Discuss Joanna’s business strategy in detail and its impact on the business’s Cost-Volume-Profit graph (how will it change next year). Include any questions you might want to ask Joanna and why they are relevant/helpful to your analysis.
Joanna plans for the following proposal
Existing : if no change in last year production , selling price and cost
80000 Units @ $ 4 per unit
Net Sales value : $ 3,20,000
Sales : No change
Cost : No change
Profit : No change
Proposal 1 : no change in voloume with increase in selling price and additional expense & reduction of production cost
80000 Units @ $ 4.25 per unit
Net Sales Value : $ 3,40,000 ,
Incremental Revenue : $ 20,000 ( Due to increase in selling price $ 3,40,000 - $ 3,20,000)
Incremental Revenue : $ 40,000 ( Due to reduction of production cost by $0.50 for 80000 Units. ( $ 2 *25% = $0.50)

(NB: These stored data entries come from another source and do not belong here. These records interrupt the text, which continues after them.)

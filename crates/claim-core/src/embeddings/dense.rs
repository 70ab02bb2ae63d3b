//! Dense sentence embeddings from a Candle BERT/XLM-R encoder
//!
//! Pipeline: tokenize → encoder forward pass → mean pooling over attended
//! tokens → L2 normalisation. The model id is the model type plus a
//! fingerprint of `config.json`, `tokenizer.json` and `model.safetensors`.

use anyhow::Result;
use candle_core::{DType, Tensor};
use std::path::Path;
use tokenizers::Tokenizer;

use super::{require_text, Embedder};
use crate::bert::{select_device, BertEncoder, EncodedInput, ModelFiles};
use crate::error::EmbeddingError;

pub struct BertEmbedder {
    encoder: BertEncoder,
    tokenizer: Tokenizer,
    model_id: String,
    dimension: usize,
    max_tokens: usize,
}

impl BertEmbedder {
    /// Load from a local model directory
    pub fn load(model_path: &Path) -> Result<Self> {
        let device = select_device()?;
        tracing::info!("Loading embedding model on device: {:?}", device);

        let files = ModelFiles::open(model_path)?;
        let vb = files.var_builder(&device)?;
        let vb = BertEncoder::root(vb, &files.config);
        let encoder = BertEncoder::load(vb, &files.config, &device)?;

        let model_id = files.model_id();
        tracing::info!("Embedding model {} loaded, dimension {}", model_id, files.config.hidden_size);

        Ok(Self {
            encoder,
            tokenizer: files.tokenizer,
            model_id,
            dimension: files.config.hidden_size,
            max_tokens: files.config.max_tokens(),
        })
    }

    fn embed_inner(&self, text: &str) -> Result<Vec<f32>> {
        let encoding = self
            .tokenizer
            .encode(text, true)
            .map_err(|e| anyhow::anyhow!("Tokenization failed: {}", e))?;
        let input = EncodedInput::from_encoding(&encoding, self.max_tokens);

        let hidden = self.encoder.forward(&input)?;
        let mask = Tensor::new(input.mask.as_slice(), self.encoder.device())?
            .to_dtype(DType::F32)?
            .reshape((1, input.mask.len(), 1))?;
        let pooled = mean_pool(&hidden, &mask)?;
        let normalized = l2_normalize(&pooled)?;
        Ok(normalized.to_vec1::<f32>()?)
    }
}

/// Mean over attended positions: [1, seq, hidden] -> [hidden]
fn mean_pool(hidden: &Tensor, mask: &Tensor) -> Result<Tensor> {
    let summed = hidden.broadcast_mul(mask)?.sum(1)?;
    let count = mask.sum(1)?;
    Ok(summed.broadcast_div(&count)?.squeeze(0)?)
}

fn l2_normalize(tensor: &Tensor) -> Result<Tensor> {
    let norm = (tensor.sqr()?.sum_all()?.sqrt()? + 1e-12)?;
    Ok(tensor.broadcast_div(&norm)?)
}

impl Embedder for BertEmbedder {
    fn model_id(&self) -> &str {
        &self.model_id
    }

    fn dimension(&self) -> usize {
        self.dimension
    }

    fn embed(&self, text: &str) -> Result<Vec<f32>, EmbeddingError> {
        let text = require_text(text)?;
        self.embed_inner(text)
            .map_err(|e| EmbeddingError::Backend(e.to_string()))
    }
}
//! Score fusion for claim search results
//!
//! Combines the retrieval similarity of a candidate with the confidence of its
//! stance prediction into a single ranking score.
//!
//! # Formula
//!
//! ```text
//! relevance(label) = 1.0            for support and refute
//!                  = nei_relevance  for not_enough_info
//! score = w_sim * similarity + w_stance * confidence * relevance(label)
//! ```
//!
//! With the default `nei_relevance` of 0, neutral passages rank on similarity
//! alone.
//!
//! # Ordering
//!
//! Score descending, then passage id ascending. `f32::total_cmp` keeps the
//! order total even for pathological inputs.

use std::cmp::Ordering;

use super::QueryResult;
use crate::config::FusionWeights;
use crate::stance::{Stance, StancePrediction};

#[derive(Debug, Clone, Copy, Default)]
pub struct ScoreFusion {
    weights: FusionWeights,
}

impl ScoreFusion {
    pub fn new(weights: FusionWeights) -> Self {
        Self { weights }
    }

    /// How much a label's confidence contributes to the score
    pub fn relevance(&self, label: Stance) -> f32 {
        if label.is_informative() {
            1.0
        } else {
            self.weights.nei_relevance
        }
    }

    pub fn score(&self, similarity: f32, prediction: &StancePrediction) -> f32 {
        self.weights.similarity * similarity
            + self.weights.stance * prediction.confidence * self.relevance(prediction.label)
    }

    /// Sort best first and keep at most `top_k`
    pub fn rank(mut results: Vec<QueryResult>, top_k: usize) -> Vec<QueryResult> {
        results.sort_by(compare);
        results.truncate(top_k);
        results
    }
}

fn compare(a: &QueryResult, b: &QueryResult) -> Ordering {
    b.score
        .total_cmp(&a.score)
        .then_with(|| a.passage_id.cmp(&b.passage_id))
}

#[cfg(test)]
mod tests {
    use super::*;

    fn result(passage_id: u64, score: f32) -> QueryResult {
        QueryResult {
            label: Stance::Support,
            text: "test".to_string(),
            url: "https://en.wikipedia.org/wiki/Test".to_string(),
            score,
            passage_id,
            title: "Test".to_string(),
            similarity: score,
            confidence: 1.0,
        }
    }

    #[test]
    fn test_default_score() {
        let fusion = ScoreFusion::default();
        let support = StancePrediction::new(Stance::Support, 0.9);
        // 0.5 * 0.8 + 0.5 * 0.9
        assert!((fusion.score(0.8, &support) - 0.85).abs() < 1e-6);
    }

    #[test]
    fn test_refute_counts_like_support() {
        let fusion = ScoreFusion::default();
        let support = StancePrediction::new(Stance::Support, 0.7);
        let refute = StancePrediction::new(Stance::Refute, 0.7);
        assert_eq!(fusion.score(0.6, &support), fusion.score(0.6, &refute));
    }

    #[test]
    fn test_nei_confidence_ignored_by_default() {
        let fusion = ScoreFusion::default();
        let nei = StancePrediction::new(Stance::NotEnoughInfo, 0.6);
        assert!((fusion.score(0.8, &nei) - 0.4).abs() < 1e-6);

        let weighted = ScoreFusion::new(FusionWeights {
            nei_relevance: 0.5,
            ..FusionWeights::default()
        });
        // 0.4 + 0.5 * 0.6 * 0.5
        assert!((weighted.score(0.8, &nei) - 0.55).abs() < 1e-6);
    }

    #[test]
    fn test_informative_passage_outranks_neutral_one() {
        let fusion = ScoreFusion::default();
        let nei = fusion.score(0.9, &StancePrediction::new(Stance::NotEnoughInfo, 0.6));
        let support = fusion.score(0.7, &StancePrediction::new(Stance::Support, 0.8));
        assert!(support > nei);
    }

    #[test]
    fn test_rank_orders_by_score_then_id() {
        let ranked = ScoreFusion::rank(
            vec![result(5, 0.4), result(3, 0.9), result(1, 0.4), result(2, 0.7)],
            10,
        );
        let ids: Vec<u64> = ranked.iter().map(|r| r.passage_id).collect();
        assert_eq!(ids, vec![3, 2, 1, 5]);
    }

    #[test]
    fn test_rank_truncates_without_padding() {
        let results = vec![result(0, 0.1), result(1, 0.2), result(2, 0.3)];
        assert_eq!(ScoreFusion::rank(results.clone(), 2).len(), 2);
        assert_eq!(ScoreFusion::rank(results, 10).len(), 3);
        assert!(ScoreFusion::rank(Vec::new(), 3).is_empty());
    }
}
//! Configuration management for the claim engine
//!
//! Backend selection, model locations and query-time tuning, loaded from
//! environment variables with defaults suitable for local development.

use anyhow::{anyhow, Result};
use std::path::PathBuf;
use std::str::FromStr;
use std::time::Duration;

use crate::embeddings::hashing::DEFAULT_HASHING_DIM;
use crate::error::ClaimError;

/// Embedding backend options
#[derive(Debug, Clone, Copy, PartialEq, Eq)]
pub enum EmbedderBackend {
    /// Feature hashing, no model files
    Hashing,
    /// Candle BERT/XLM-R encoder
    Bert,
}

impl FromStr for EmbedderBackend {
    type Err = anyhow::Error;

    fn from_str(s: &str) -> Result<Self> {
        match s.trim().to_lowercase().as_str() {
            "hashing" | "hash" => Ok(EmbedderBackend::Hashing),
            "bert" | "candle" | "dense" => Ok(EmbedderBackend::Bert),
            _ => Err(anyhow!("Unknown embedder backend: {}", s)),
        }
    }
}

/// Stance classifier options
#[derive(Debug, Clone, Copy, PartialEq, Eq)]
pub enum ClassifierBackend {
    /// Sentence-overlap heuristics
    Lexical,
    /// Candle cross-encoder
    Nli,
}

impl FromStr for ClassifierBackend {
    type Err = anyhow::Error;

    fn from_str(s: &str) -> Result<Self> {
        match s.trim().to_lowercase().as_str() {
            "lexical" | "heuristic" => Ok(ClassifierBackend::Lexical),
            "nli" | "cross-encoder" => Ok(ClassifierBackend::Nli),
            _ => Err(anyhow!("Unknown classifier backend: {}", s)),
        }
    }
}

/// Weights combining retrieval similarity with stance confidence
#[derive(Debug, Clone, Copy, PartialEq)]
pub struct FusionWeights {
    pub similarity: f32,
    pub stance: f32,
    /// Multiplier applied to confidence for `not_enough_info` predictions
    pub nei_relevance: f32,
}

impl Default for FusionWeights {
    fn default() -> Self {
        Self {
            similarity: 0.5,
            stance: 0.5,
            nei_relevance: 0.0,
        }
    }
}

/// Query-time tuning for the orchestrator
#[derive(Debug, Clone, PartialEq)]
pub struct SearchConfig {
    /// Candidates fetched per requested result (`m = top_k * factor`)
    pub overfetch_factor: usize,
    pub weights: FusionWeights,
    /// Budget for each individual inference call
    pub inference_timeout: Duration,
    /// Classifications in flight per query
    pub classify_concurrency: usize,
    /// Blocking inference calls alive across all queries, including calls
    /// abandoned after a timeout that are still running
    pub max_inflight_inference: usize,
    /// Cached query results; 0 disables the cache
    pub cache_capacity: usize,
}

impl Default for SearchConfig {
    fn default() -> Self {
        Self {
            overfetch_factor: 3,
            weights: FusionWeights::default(),
            inference_timeout: Duration::from_secs(10),
            classify_concurrency: 4,
            max_inflight_inference: 16,
            cache_capacity: 256,
        }
    }
}

impl SearchConfig {
    pub fn with_overfetch_factor(mut self, factor: usize) -> Self {
        self.overfetch_factor = factor;
        self
    }

    pub fn with_weights(mut self, weights: FusionWeights) -> Self {
        self.weights = weights;
        self
    }

    pub fn with_inference_timeout(mut self, timeout: Duration) -> Self {
        self.inference_timeout = timeout;
        self
    }

    pub fn with_classify_concurrency(mut self, concurrency: usize) -> Self {
        self.classify_concurrency = concurrency;
        self
    }

    pub fn with_max_inflight_inference(mut self, limit: usize) -> Self {
        self.max_inflight_inference = limit;
        self
    }

    pub fn with_cache_capacity(mut self, capacity: usize) -> Self {
        self.cache_capacity = capacity;
        self
    }

    pub fn validate(&self) -> Result<(), ClaimError> {
        let invalid = |msg: String| Err(ClaimError::InvalidConfig(msg));

        if self.overfetch_factor == 0 {
            return invalid("overfetch factor must be at least 1".to_string());
        }
        let w = &self.weights;
        for (name, value) in [
            ("similarity weight", w.similarity),
            ("stance weight", w.stance),
            ("nei relevance", w.nei_relevance),
        ] {
            if !value.is_finite() || value < 0.0 {
                return invalid(format!("{name} must be a non-negative number, got {value}"));
            }
        }
        if w.similarity == 0.0 && w.stance == 0.0 {
            return invalid("similarity and stance weights cannot both be zero".to_string());
        }
        if self.inference_timeout.is_zero() {
            return invalid("inference timeout must be positive".to_string());
        }
        if self.classify_concurrency == 0 {
            return invalid("classify concurrency must be at least 1".to_string());
        }
        if self.max_inflight_inference > tokio::sync::Semaphore::MAX_PERMITS {
            return invalid(format!(
                "max in-flight inference cannot exceed {}",
                tokio::sync::Semaphore::MAX_PERMITS
            ));
        }
        if self.max_inflight_inference < self.classify_concurrency {
            return invalid(format!(
                "max in-flight inference ({}) is below classify concurrency ({})",
                self.max_inflight_inference, self.classify_concurrency
            ));
        }
        Ok(())
    }
}

/// Full engine configuration
#[derive(Debug, Clone, PartialEq)]
pub struct EngineConfig {
    pub corpus_path: PathBuf,
    pub embedder: EmbedderBackend,
    pub embedding_model_path: PathBuf,
    pub hashing_dim: usize,
    pub classifier: ClassifierBackend,
    pub nli_model_path: PathBuf,
    pub search: SearchConfig,
    pub port: u16,
}

impl Default for EngineConfig {
    fn default() -> Self {
        Self {
            corpus_path: PathBuf::from("./data/corpus.jsonl"),
            embedder: EmbedderBackend::Hashing,
            embedding_model_path: PathBuf::from("./models/embedder"),
            hashing_dim: DEFAULT_HASHING_DIM,
            classifier: ClassifierBackend::Lexical,
            nli_model_path: PathBuf::from("./models/nli"),
            search: SearchConfig::default(),
            port: 3000,
        }
    }
}

impl EngineConfig {
    pub fn with_corpus_path(mut self, path: impl Into<PathBuf>) -> Self {
        self.corpus_path = path.into();
        self
    }

    /// Load configuration from environment variables
    ///
    /// Expected variables (all optional):
    /// - CLAIM_CORPUS_PATH: corpus snapshot to serve
    /// - CLAIM_EMBEDDER: "hashing" or "bert"
    /// - CLAIM_EMBEDDING_MODEL_PATH / CLAIM_HASHING_DIM
    /// - CLAIM_CLASSIFIER: "lexical" or "nli"
    /// - CLAIM_NLI_MODEL_PATH
    /// - CLAIM_OVERFETCH_FACTOR, CLAIM_SIMILARITY_WEIGHT, CLAIM_STANCE_WEIGHT,
    ///   CLAIM_NEI_RELEVANCE, CLAIM_INFERENCE_TIMEOUT_MS,
    ///   CLAIM_CLASSIFY_CONCURRENCY, CLAIM_MAX_INFLIGHT_INFERENCE,
    ///   CLAIM_CACHE_CAPACITY
    /// - PORT: HTTP port
    pub fn from_env() -> Result<Self> {
        Self::from_lookup(|key| std::env::var(key).ok())
    }

    /// Same as [`EngineConfig::from_env`] with an arbitrary variable source
    pub fn from_lookup<F>(lookup: F) -> Result<Self>
    where
        F: Fn(&str) -> Option<String>,
    {
        let defaults = Self::default();
        let search_defaults = &defaults.search;

        let parse = |key: &str| -> Option<String> {
            lookup(key).map(|v| v.trim().to_string()).filter(|v| !v.is_empty())
        };
        fn number<T: FromStr>(key: &str, raw: Option<String>, default: T) -> Result<T> {
            match raw {
                Some(v) => v
                    .parse()
                    .map_err(|_| anyhow!("Invalid value for {}: {}", key, v)),
                None => Ok(default),
            }
        }

        let embedder = match parse("CLAIM_EMBEDDER") {
            Some(v) => v.parse()?,
            None => defaults.embedder,
        };
        let classifier = match parse("CLAIM_CLASSIFIER") {
            Some(v) => v.parse()?,
            None => defaults.classifier,
        };

        let timeout_ms: u64 = number(
            "CLAIM_INFERENCE_TIMEOUT_MS",
            parse("CLAIM_INFERENCE_TIMEOUT_MS"),
            search_defaults.inference_timeout.as_millis() as u64,
        )?;

        let search = SearchConfig {
            overfetch_factor: number(
                "CLAIM_OVERFETCH_FACTOR",
                parse("CLAIM_OVERFETCH_FACTOR"),
                search_defaults.overfetch_factor,
            )?,
            weights: FusionWeights {
                similarity: number(
                    "CLAIM_SIMILARITY_WEIGHT",
                    parse("CLAIM_SIMILARITY_WEIGHT"),
                    search_defaults.weights.similarity,
                )?,
                stance: number(
                    "CLAIM_STANCE_WEIGHT",
                    parse("CLAIM_STANCE_WEIGHT"),
                    search_defaults.weights.stance,
                )?,
                nei_relevance: number(
                    "CLAIM_NEI_RELEVANCE",
                    parse("CLAIM_NEI_RELEVANCE"),
                    search_defaults.weights.nei_relevance,
                )?,
            },
            inference_timeout: Duration::from_millis(timeout_ms),
            classify_concurrency: number(
                "CLAIM_CLASSIFY_CONCURRENCY",
                parse("CLAIM_CLASSIFY_CONCURRENCY"),
                search_defaults.classify_concurrency,
            )?,
            max_inflight_inference: number(
                "CLAIM_MAX_INFLIGHT_INFERENCE",
                parse("CLAIM_MAX_INFLIGHT_INFERENCE"),
                search_defaults.max_inflight_inference,
            )?,
            cache_capacity: number(
                "CLAIM_CACHE_CAPACITY",
                parse("CLAIM_CACHE_CAPACITY"),
                search_defaults.cache_capacity,
            )?,
        };
        search.validate()?;

        let hashing_dim = number("CLAIM_HASHING_DIM", parse("CLAIM_HASHING_DIM"), defaults.hashing_dim)?;
        if hashing_dim == 0 {
            return Err(anyhow!("CLAIM_HASHING_DIM must be positive"));
        }

        Ok(Self {
            corpus_path: parse("CLAIM_CORPUS_PATH")
                .map(PathBuf::from)
                .unwrap_or(defaults.corpus_path),
            embedder,
            embedding_model_path: parse("CLAIM_EMBEDDING_MODEL_PATH")
                .map(PathBuf::from)
                .unwrap_or(defaults.embedding_model_path),
            hashing_dim,
            classifier,
            nli_model_path: parse("CLAIM_NLI_MODEL_PATH")
                .map(PathBuf::from)
                .unwrap_or(defaults.nli_model_path),
            search,
            port: number("PORT", parse("PORT"), defaults.port)?,
        })
    }
}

Incremental Expense : $ 20,000 ( Annual Lease Agreement)
Net increase in Profit : $ 40,000
Sales : Increase revenue by $ 20,000
Cost : Reduce $ 0.50 per unit for additional expense of $ 20,000 per year and gross cost saving of $ 40,000
Profit : $40,000 incremental profit
Proposal 3 : Increase in Selling price by $ 0.50 & reduction of Voloume by 20% from last year
64000 Units @ 4.50 per unit
Net Sales Value : $ 2,88,000
Sales Revenue loss :$ 32,000 ( Due to increase in price $ 3,20,000 - $ 2,80,000)
Sales : Revenue loss by $ 32,000
Cost : No change
Profit : Loss of $ 32,000
While considering the proposals above, suggested that Joanna can go with Proposal 1 as it clearly showing increase in profit.
* assumed that cost remain same irrespective of change in voloume.
Proposal Suggested for reference
Another Proposal suggested for consideration is reduction of $ 0.25 in Selling price per unit with a target of 15 % increase in voloume. Which will result in a additional increase in profit by $ 25,000 ( 92000 @ $3.75 = $ 3,45,000 Less $ 3,20,000). provided cost remains sames and plant have unutilized capacity
Along with the above proposal if she went for additional invest in machinery. incremental revenue of $ 20, 000 will be added. ( reduction in cost $ 40,000 Less Lease Expense $ 20,000).
Moreover fixed cost can be further reduced by increased capacity & manpower utilization
So total $ 45,000 can be additional profit. Which is better than Proposal 1.